**THE TASK**
Going down the listing below, print exactly each line from the one with "and query orchestration" up to and including the one with "log to stderr)", and skip the rest.

**PROVIDED DATA**

//! Configuration for the AskDocs client

use serde::{Deserialize, Serialize};
use std::path::{Path, PathBuf};

use crate::error::{Error, Result};

/// Environment variable overriding `backend.base_url`
pub const API_URL_ENV: &str = "ASKDOCS_API_URL";

/// Main client configuration
#[derive(Debug, Clone, Default, Serialize, Deserialize)]
#[serde(default)]
pub struct ClientConfig {
    /// Backend endpoint configuration
    pub backend: BackendConfig,
    /// Upload defaults
    pub upload: UploadConfig,
}

/// Backend endpoint configuration
#[derive(Debug, Clone, Serialize, Deserialize)]
#[serde(default)]
pub struct BackendConfig {
    /// Base URL of the backend API
    pub base_url: String,
    /// Upload endpoint path
    pub upload_path: String,
    /// Query endpoint path
    pub query_path: String,
    /// Health endpoint path
    pub health_path: String,
    /// Index listing endpoint path
    pub documents_path: String,
    /// User-Agent header sent with every request
    pub user_agent: String,
}

impl Default for BackendConfig {
    fn default() -> Self {
        Self {
            base_url: "http://localhost:8000".to_string(),
            upload_path: "/api/upload".to_string(),
            query_path: "/api/query".to_string(),
            health_path: "/api/health".to_string(),
            documents_path: "/api/documents".to_string(),
            user_agent: format!("askdocs-client/{}", env!("CARGO_PKG_VERSION")),
        }
    }
}

impl BackendConfig {
    /// Join the base URL and an endpoint path
    pub fn endpoint(&self, path: &str) -> String {
        format!(
            "{}/{}",
            self.base_url.trim_end_matches('/'),
            path.trim_start_matches('/')
        )
    }
}

/// Upload defaults
#[derive(Debug, Clone, Serialize, Deserialize)]
#[serde(default)]
pub struct UploadConfig {
    /// Advisory size limit; the backend enforces it, the client only warns
    pub max_file_size_bytes: u64,
    /// Title used for pasted text when none is given
    pub default_text_title: String,
}

impl Default for UploadConfig {
    fn default() -> Self {
        Self {
            max_file_size_bytes: 5 * 1024 * 1024, // 5MB
            default_text_title: "Direct Input".to_string(),
        }
    }
}

impl ClientConfig {
    /// Default location of the config file
    pub fn default_path() -> Option<PathBuf> {
        dirs::config_dir().map(|dir| dir.join("askdocs").join("config.toml"))
    }

    /// Parse a TOML document
    pub fn from_toml_str(raw: &str) -> Result<Self> {
        toml::from_str(raw).map_err(|e| Error::config(format!("invalid config: {}", e)))
    }

    /// Load configuration
    ///
    /// An explicit path must exist. Without one, the default path is used if
    /// present, otherwise built-in defaults. `ASKDOCS_API_URL` wins over the
    /// file for the base URL.
    pub fn load(path: Option<&Path>) -> Result<Self> {
        let mut config = match path {
            Some(path) => Self::read_file(path)?,
            None => match Self::default_path() {
                Some(default) if default.is_file() => Self::read_file(&default)?,
                _ => Self::default(),
            },
        };

        if let Ok(url) = std::env::var(API_URL_ENV) {
            config.apply_api_url(&url);
        }

        Ok(config)
    }

    /// Override the backend base URL; blank values are ignored
    pub fn apply_api_url(&mut self, url: &str) {
        let url = url.trim();
        if !url.is_empty() {
            self.backend.base_url = url.to_string();
        }
    }

    fn read_file(path: &Path) -> Result<Self> {
        let raw = std::fs::read_to_string(path).map_err(|e| {
            Error::config(format!("cannot read {}: {}", path.display(), e))
        })?;
        tracing::debug!("Loaded configuration from {}", path.display());
        Self::from_toml_str(&raw)
    }
}
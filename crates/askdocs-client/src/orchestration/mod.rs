//! Upload and query orchestration

pub mod query;
pub mod upload;

pub use query::{QueryDispatcher, SUGGESTED_QUERIES};
pub use upload::{BatchReport, FileOutcome, UploadOrchestrator};
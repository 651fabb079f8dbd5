//! Numen CLI - command-line client for the numerology API

mod commands;
mod config;
mod logging;
mod terminal;

use anyhow::Result;
use clap::{Parser, ValueEnum};
use commands::Commands;
use std::path::PathBuf;
use tracing::{Level, error, info};

#[derive(Parser)]
#[command(name = "numen")]
#[command(about = "Command-line client for the Numen numerology API")]
#[command(version)]
struct Cli {
    /// Set logging level
    #[arg(short = 'l', long, global = true, default_value = "warn")]
    log_level: LogLevel,

    /// Data directory for the session file and logs
    #[arg(short = 'd', long, global = true, env = "NUMEN_DATA_DIR")]
    data_dir: Option<PathBuf>,

    /// Client configuration file (TOML)
    #[arg(short = 'c', long, global = true)]
    config: Option<PathBuf>,

    /// Disable file logging (only log to stderr)
    #[arg(long, global = true)]
    no_file_log: bool,

    #[command(subcommand)]
    command: Commands,
}

#[tokio::main]
async fn main() -> Result<()> {
    // Load environment variables from .env file
    dotenvy::dotenv().ok();

    let cli = Cli::parse();
    let data_dir = config::resolve_data_dir(cli.data_dir);

    logging::init_logging(cli.log_level.into(), &data_dir, cli.no_file_log)?;

    info!(data_dir = %data_dir.display(), "Starting Numen CLI");

    match cli.command.execute(&data_dir, cli.config.as_deref()).await {
        Ok(()) => {
            info!("Command completed successfully");
        }
        Err(e) => {
            error!("Command failed: {e}");
            std::process::exit(1);
        }
    }

    Ok(())
}

#[derive(Clone, Debug, ValueEnum)]
enum LogLevel {
    Error,
    Warn,
    Info,
    Debug,
    Trace,
}

impl From<LogLevel> for Level {
    fn from(log_level: LogLevel) -> Self {
        match log_level {
            LogLevel::Error => Self::ERROR,
            LogLevel::Warn => Self::WARN,
            LogLevel::Info => Self::INFO,
            LogLevel::Debug => Self::DEBUG,
            LogLevel::Trace => Self::TRACE,
        }
    }
}
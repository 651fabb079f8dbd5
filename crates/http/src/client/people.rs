//! Saved people client methods

use super::{ClientError, SessionClient};
use crate::types::{Listing, Person, PersonInput};

impl SessionClient {
    pub async fn list_people(&self) -> Result<Listing<Person>, ClientError> {
        self.get("/people/").await
    }

    pub async fn create_person(&self, person: &PersonInput) -> Result<Person, ClientError> {
        self.post("/people/", person).await
    }

    pub async fn update_person(
        &self,
        person_id: &str,
        person: &PersonInput,
    ) -> Result<Person, ClientError> {
        self.put(&format!("/people/{person_id}/"), person).await
    }

    pub async fn delete_person(&self, person_id: &str) -> Result<(), ClientError> {
        self.delete(&format!("/people/{person_id}/")).await
    }
}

**RESULT**
//! Upload and query orchestration

pub mod query;
pub mod upload;

pub use query::{QueryDispatcher, SUGGESTED_QUERIES};
pub use upload::{BatchReport, FileOutcome, UploadOrchestrator};
repository 651fabb079f8dbd5
//! Numen CLI - command-line client for the numerology API

mod commands;
mod config;
mod logging;
mod terminal;

use anyhow::Result;
use clap::{Parser, ValueEnum};
use commands::Commands;
use std::path::PathBuf;
use tracing::{Level, error, info};

#[derive(Parser)]
#[command(name = "numen")]
#[command(about = "Command-line client for the Numen numerology API")]
#[command(version)]
struct Cli {
    /// Set logging level
    #[arg(short = 'l', long, global = true, default_value = "warn")]
    log_level: LogLevel,

    /// Data directory for the session file and logs
    #[arg(short = 'd', long, global = true, env = "NUMEN_DATA_DIR")]
    data_dir: Option<PathBuf>,

    /// Client configuration file (TOML)
    #[arg(short = 'c', long, global = true)]
    config: Option<PathBuf>,

    /// Disable file logging (only log to stderr)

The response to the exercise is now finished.